Perceived health status

Participants reported on several aspects of perceived health status that have been identified as risk factors for health behaviours and chronic disease [16, 33]. Two items were used to assess risk perception in relation to physical activity and body weight, consistent with previous research [16]. The items are “I believe that I am doing enough exercise/physical activity to achieve health benefits” and “I believe that my current body weight is a risk to my health.” Responses were measured on a five-point Likert type scale from strongly agree to strongly disagree [16]. The self-rated health item from the Healthy Days Module of the Behavioral Risk Factor Surveillance Survey (BRFSS) was used to assess self-rated health, and response options were excellent, very good, good, fair or poor [34].

Weight

All participants self-reported current height (cm), weight (kg), and waist circumference (cm) during the online survey. For those individuals selected for in-person assessments, these measures are also measured by project staff. During in-person assessments, participant height to the nearest 0.1 cm (PE087, Mentone Educational, Victoria, Australia), weight to the nearest 0.1 kg (Tanita BF-681, Tanita Corp., Tokyo, Japan) and waist circumference to the nearest 0.1 cm (Lufkin Executive W606PM) are measured at each assessment point, in triplicate. Participants are asked to wear light clothing and to remove shoes prior to the assessment. Waist circumference is measured horizontally at the umbilicus, after normal expiration, by a trained research assistant.

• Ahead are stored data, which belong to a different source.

use std::fmt;
use std::ops::Range;
use std::sync::atomic::{AtomicU32, Ordering};
use std::sync::{Arc, Weak};

use parking_lot::RwLock;
use ropey::Rope;
use tracing::debug;
use url::Url;

/// Stable identity of a live document for the whole editing session.
///
/// Identity is allocated from a process-wide serial counter when the
/// `Document` is constructed, never reused, and keys the manager's
/// document-to-monitor mapping.
#[derive(Debug, Clone, Copy, PartialEq, Eq, Hash, PartialOrd, Ord)]
pub struct DocumentId(pub u32);

impl fmt::Display for DocumentId {
    fn fmt(&self, f: &mut fmt::Formatter<'_>) -> fmt::Result {
        write!(f, "doc#{}", self.0)
    }
}

static SERIAL_DOCUMENT_ID: AtomicU32 = AtomicU32::new(0);

fn next_document_id() -> DocumentId {
    DocumentId(SERIAL_DOCUMENT_ID.fetch_add(1, Ordering::SeqCst))
}

/// Mutable state of an open document: its buffer text and version.
#[derive(Debug)]
pub struct DocumentState {
    pub uri: Url,
    pub text: Rope,
    pub version: i32,
}

/// A live, host-managed editable text buffer together with its view.
///
/// The crate references documents but never owns their lifecycle: the host
/// creates them, delivers open/close events, and drives edits. `edit` exists
/// so hosts and tests can reproduce buffer rewrites against the same type.
#[derive(Debug)]
pub struct Document {
    pub id: DocumentId,
    pub state: RwLock<DocumentState>,
}

impl Document {
    pub fn new(uri: Url, text: &str) -> Arc<Self> {
        let id = next_document_id();
        debug!("Created document: URI={}, id={}", uri, id);
        Arc::new(Document {
            id,
            state: RwLock::new(DocumentState {
                uri,
                text: Rope::from_str(text),
                version: 0,
            }),
        })
    }

    /// Returns the URI of the document.
    pub fn uri(&self) -> Url {
        self.state.read().uri.clone()
    }

    /// Returns the current text of the document as a string.
    pub fn text(&self) -> String {
        self.state.read().text.to_string()
    }

    /// Returns the current version of the document.
    pub fn version(&self) -> i32 {
        self.state.read().version
    }

    /// Returns the length of the document in bytes.
    pub fn len_bytes(&self) -> usize {
        self.state.read().text.len_bytes()
    }

    /// Replaces the characters in `range` with `replacement`, bumping the
    /// version. Host-side edit entry point; the monitoring core itself never
    /// mutates buffer content.
    pub fn edit(&self, range: Range<usize>, replacement: &str) -> i32 {
        let mut state = self.state.write();
        state.text.remove(range.clone());
        state.text.insert(range.start, replacement);
        state.version += 1;
        state.version
    }
}

/// Opaque handle to a document's underlying text storage.
///
/// Whatever the host's adapter resolves for a buffer is passed through to the
/// monitor unexamined; the core only requires it to be shareable across
/// threads.
pub trait BufferHandle: Send + Sync + fmt::Debug {}

/// Host service mapping a document's buffer to the storage handle a monitor
/// needs. Resolution failures are contained by the manager and never surface
/// to the document-open notification path.
pub trait TextHandleResolver: Send + Sync {
    fn resolve(&self, document: &Arc<Document>) -> anyhow::Result<Arc<dyn BufferHandle>>;
}

/// Default buffer handle: a weak reference back to the document itself, for
/// hosts whose storage model is the `Document` rope.
#[derive(Debug)]
pub struct DocumentTextHandle {
    document: Weak<Document>,
}

impl DocumentTextHandle {
    pub fn document(&self) -> Option<Arc<Document>> {
        self.document.upgrade()
    }
}

impl BufferHandle for DocumentTextHandle {}

/// Default resolver producing a `DocumentTextHandle`.
#[derive(Debug, Default)]
pub struct DocumentTextResolver;

impl TextHandleResolver for DocumentTextResolver {
    fn resolve(&self, document: &Arc<Document>) -> anyhow::Result<Arc<dyn BufferHandle>> {
        // The handle must not keep the document alive past its close event,
        // so it holds a weak reference.
        debug!("Resolved text handle for URI={}, id={}", document.uri(), document.id);
        Ok(Arc::new(DocumentTextHandle {
            document: Arc::downgrade(document),
        }))
    }
}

Activity related behaviours

Physical activity was assessed in all participants using the Active Australia Questionnaire, which assesses the frequency and duration of transport and recreational walking, moderate and vigorous intensity physical activity [35]. The Active Australia Questionnaire has demonstrated acceptable levels of test re-test reliability and validity in the Australian adult population, and has been identified as a useful measure to detect intervention-related change in physical activity behaviours [3639]. Participants (n=91) who selected to attend in-person measurement sessions were fitted with an ActiGraph GT3X (ActiGraph, Pensacola, FL) accelerometer to provide objective measures of activity behaviours over a five-day period. Participants were instructed to wear the ActiGraph, mounted on an elastic belt around the waist with the unit positioned over the right hip during all waking, non-contact activities (thus excluding activities like rugby league or rugby union) and non-water-based activities. The ActiGraph monitors were set to record steps, inclination, and acceleration counts in tri-axial mode, using a 10-second epoch. Accelerometer data was analysed using the MeterPlus program [40] in 10 second epochs using previously reported cut-points for sedentary, light and moderate-to-vigorous intensity physical activity [41]. Non wear time was assessed using a minimum of 60 minutes of consecutive zero counts allowing up to a 2 minute tolerance of non-zero counts. A minimum of 10 hours per day of wear time on at least four days was required to be included in analysis.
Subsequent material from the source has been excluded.